By giving the prize to her, the Ramanujan jury recognises Sujatha's work on the arithmetic of algebraic varieties and her substantial contributions to the Iwasawa theory, according to a press release from Springer, leading publishers of science, technical and medical material.
In cooperation with several colleagues, she formulated a non-commutative version of the theory's main conjecture, it said.
This innovation drives much of the current work in this particular mathematical subject. Sujatha, 44, is co-author of the book Cyclotomic Fields and Zeta Values in the series Springer Monographs in Mathematics.
Succeeding 2005 winner Marcelo Viana, she is the second Springer author to receive this honour.
R. Sujatha received all her university education in India and has been with the TIFR since 1985, where she is currently Associate Professor in the School of Mathematics.

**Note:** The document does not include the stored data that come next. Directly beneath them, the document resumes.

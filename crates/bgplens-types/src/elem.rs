use std::fmt;
use std::net::IpAddr;

use crate::error::{Error, Result};

/// Kind of routing message carried by an element.
#[derive(Debug, Clone, Copy, PartialEq, Eq)]
pub enum ElemType {
    /// One entry of a RIB snapshot
    RibEntry,
    /// Prefix announcement from an updates feed
    Announcement,
    /// Prefix withdrawal from an updates feed
    Withdrawal,
    /// BGP session state change observed by the collector
    PeerState,
}

impl ElemType {
    /// Single-letter code used both in dump payloads and in rendered output.
    pub fn code(&self) -> &'static str {
        match self {
            ElemType::RibEntry => "R",
            ElemType::Announcement => "A",
            ElemType::Withdrawal => "W",
            ElemType::PeerState => "S",
        }
    }

    pub fn from_code(code: &str) -> Option<Self> {
        match code {
            "R" => Some(ElemType::RibEntry),
            "A" => Some(ElemType::Announcement),
            "W" => Some(ElemType::Withdrawal),
            "S" => Some(ElemType::PeerState),
            _ => None,
        }
    }
}

/// One routing-protocol message extracted from a valid record's payload.
///
/// Elements are plain values: the fields present depend on the element type
/// (withdrawals carry no path attributes, state changes carry no prefix).
#[derive(Debug, Clone, PartialEq, Eq)]
pub struct Elem {
    pub elem_type: ElemType,
    /// Capture time of the owning record, in epoch seconds
    pub timestamp: u32,
    pub peer_ip: IpAddr,
    pub peer_asn: u32,
    pub prefix: Option<String>,
    pub next_hop: Option<IpAddr>,
    /// Space-separated AS path, origin last
    pub as_path: Option<String>,
    pub old_state: Option<String>,
    pub new_state: Option<String>,
}

impl Elem {
    /// Parse one comma-separated payload token into an element.
    ///
    /// Token layouts by leading code:
    /// - `R,peer_ip,peer_asn,prefix,next_hop,as_path`
    /// - `A,peer_ip,peer_asn,prefix,next_hop,as_path`
    /// - `W,peer_ip,peer_asn,prefix`
    /// - `S,peer_ip,peer_asn,old_state,new_state`
    pub fn parse(token: &str, timestamp: u32) -> Result<Self> {
        let malformed = || Error::MalformedElem(token.to_string());

        let mut fields = token.split(',');
        let elem_type = fields
            .next()
            .and_then(ElemType::from_code)
            .ok_or_else(malformed)?;
        let peer_ip: IpAddr = fields
            .next()
            .and_then(|s| s.parse().ok())
            .ok_or_else(malformed)?;
        let peer_asn: u32 = fields
            .next()
            .and_then(|s| s.parse().ok())
            .ok_or_else(malformed)?;

        let mut elem = Elem {
            elem_type,
            timestamp,
            peer_ip,
            peer_asn,
            prefix: None,
            next_hop: None,
            as_path: None,
            old_state: None,
            new_state: None,
        };

        match elem_type {
            ElemType::RibEntry | ElemType::Announcement => {
                elem.prefix = Some(fields.next().ok_or_else(malformed)?.to_string());
                elem.next_hop = Some(
                    fields
                        .next()
                        .and_then(|s| s.parse().ok())
                        .ok_or_else(malformed)?,
                );
                elem.as_path = Some(fields.next().ok_or_else(malformed)?.to_string());
            }
            ElemType::Withdrawal => {
                elem.prefix = Some(fields.next().ok_or_else(malformed)?.to_string());
            }
            ElemType::PeerState => {
                elem.old_state = Some(fields.next().ok_or_else(malformed)?.to_string());
                elem.new_state = Some(fields.next().ok_or_else(malformed)?.to_string());
            }
        }

        if fields.next().is_some() {
            return Err(malformed());
        }
        Ok(elem)
    }
}

/// Canonical single-line representation, pipe-delimited.
impl fmt::Display for Elem {
    fn fmt(&self, f: &mut fmt::Formatter<'_>) -> fmt::Result {
        write!(
            f,
            "{}|{}|{}|{}",
            self.timestamp,
            self.elem_type.code(),
            self.peer_ip,
            self.peer_asn
        )?;
        match self.elem_type {
            ElemType::RibEntry | ElemType::Announcement => write!(
                f,
                "|{}|{}|{}",
                self.prefix.as_deref().unwrap_or(""),
                self.next_hop
                    .map(|ip| ip.to_string())
                    .unwrap_or_default(),
                self.as_path.as_deref().unwrap_or("")
            ),
            ElemType::Withdrawal => write!(f, "|{}", self.prefix.as_deref().unwrap_or("")),
            ElemType::PeerState => write!(
                f,
                "|{}|{}",
                self.old_state.as_deref().unwrap_or(""),
                self.new_state.as_deref().unwrap_or("")
            ),
        }
    }
}

#[cfg(test)]
mod tests {
    use super::*;

    #[test]
    fn test_parse_announcement() {
        let elem = Elem::parse("A,10.0.0.1,64500,192.0.2.0/24,10.0.0.2,64500 64501", 100).unwrap();
        assert_eq!(elem.elem_type, ElemType::Announcement);
        assert_eq!(elem.peer_asn, 64500);
        assert_eq!(elem.prefix.as_deref(), Some("192.0.2.0/24"));
        assert_eq!(elem.as_path.as_deref(), Some("64500 64501"));
        assert_eq!(
            elem.to_string(),
            "100|A|10.0.0.1|64500|192.0.2.0/24|10.0.0.2|64500 64501"
        );
    }

    #[test]
    fn test_parse_withdrawal() {
        let elem = Elem::parse("W,10.0.0.1,64500,198.51.100.0/24", 42).unwrap();
        assert_eq!(elem.elem_type, ElemType::Withdrawal);
        assert_eq!(elem.next_hop, None);
        assert_eq!(elem.to_string(), "42|W|10.0.0.1|64500|198.51.100.0/24");
    }

    #[test]
    fn test_parse_peer_state() {
        let elem = Elem::parse("S,2001:db8::1,64500,connect,established", 7).unwrap();
        assert_eq!(elem.elem_type, ElemType::PeerState);
        assert_eq!(elem.old_state.as_deref(), Some("connect"));
        assert_eq!(elem.to_string(), "7|S|2001:db8::1|64500|connect|established");
    }

    #[test]
    fn test_parse_rejects_bad_tokens() {
        assert!(Elem::parse("", 0).is_err());
        assert!(Elem::parse("X,10.0.0.1,64500", 0).is_err());
        assert!(Elem::parse("A,not-an-ip,64500,192.0.2.0/24,10.0.0.2,64500", 0).is_err());
        assert!(Elem::parse("W,10.0.0.1,64500", 0).is_err());
        // trailing garbage
        assert!(Elem::parse("W,10.0.0.1,64500,192.0.2.0/24,extra", 0).is_err());
    }
}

In 1991 she received her PhD at the University of Mumbai. The Abdus Salam International Centre for Theoretical Physics (ICTP) founded the Ramanujan Prize in 2005 to annually support a scientist younger than 45 years in any mathematical branch from a developing country.
In addition to the cash award, the prize winner will be invited to an ICTP meeting to deliver a lecture. The award ceremony will take place on Dec 18 in Trieste, Italy.
The Ramanujan Prize is supported by the Norwegian Academy of Science and Letters through the Abel Fund, with the cooperation of the International Mathematical Union.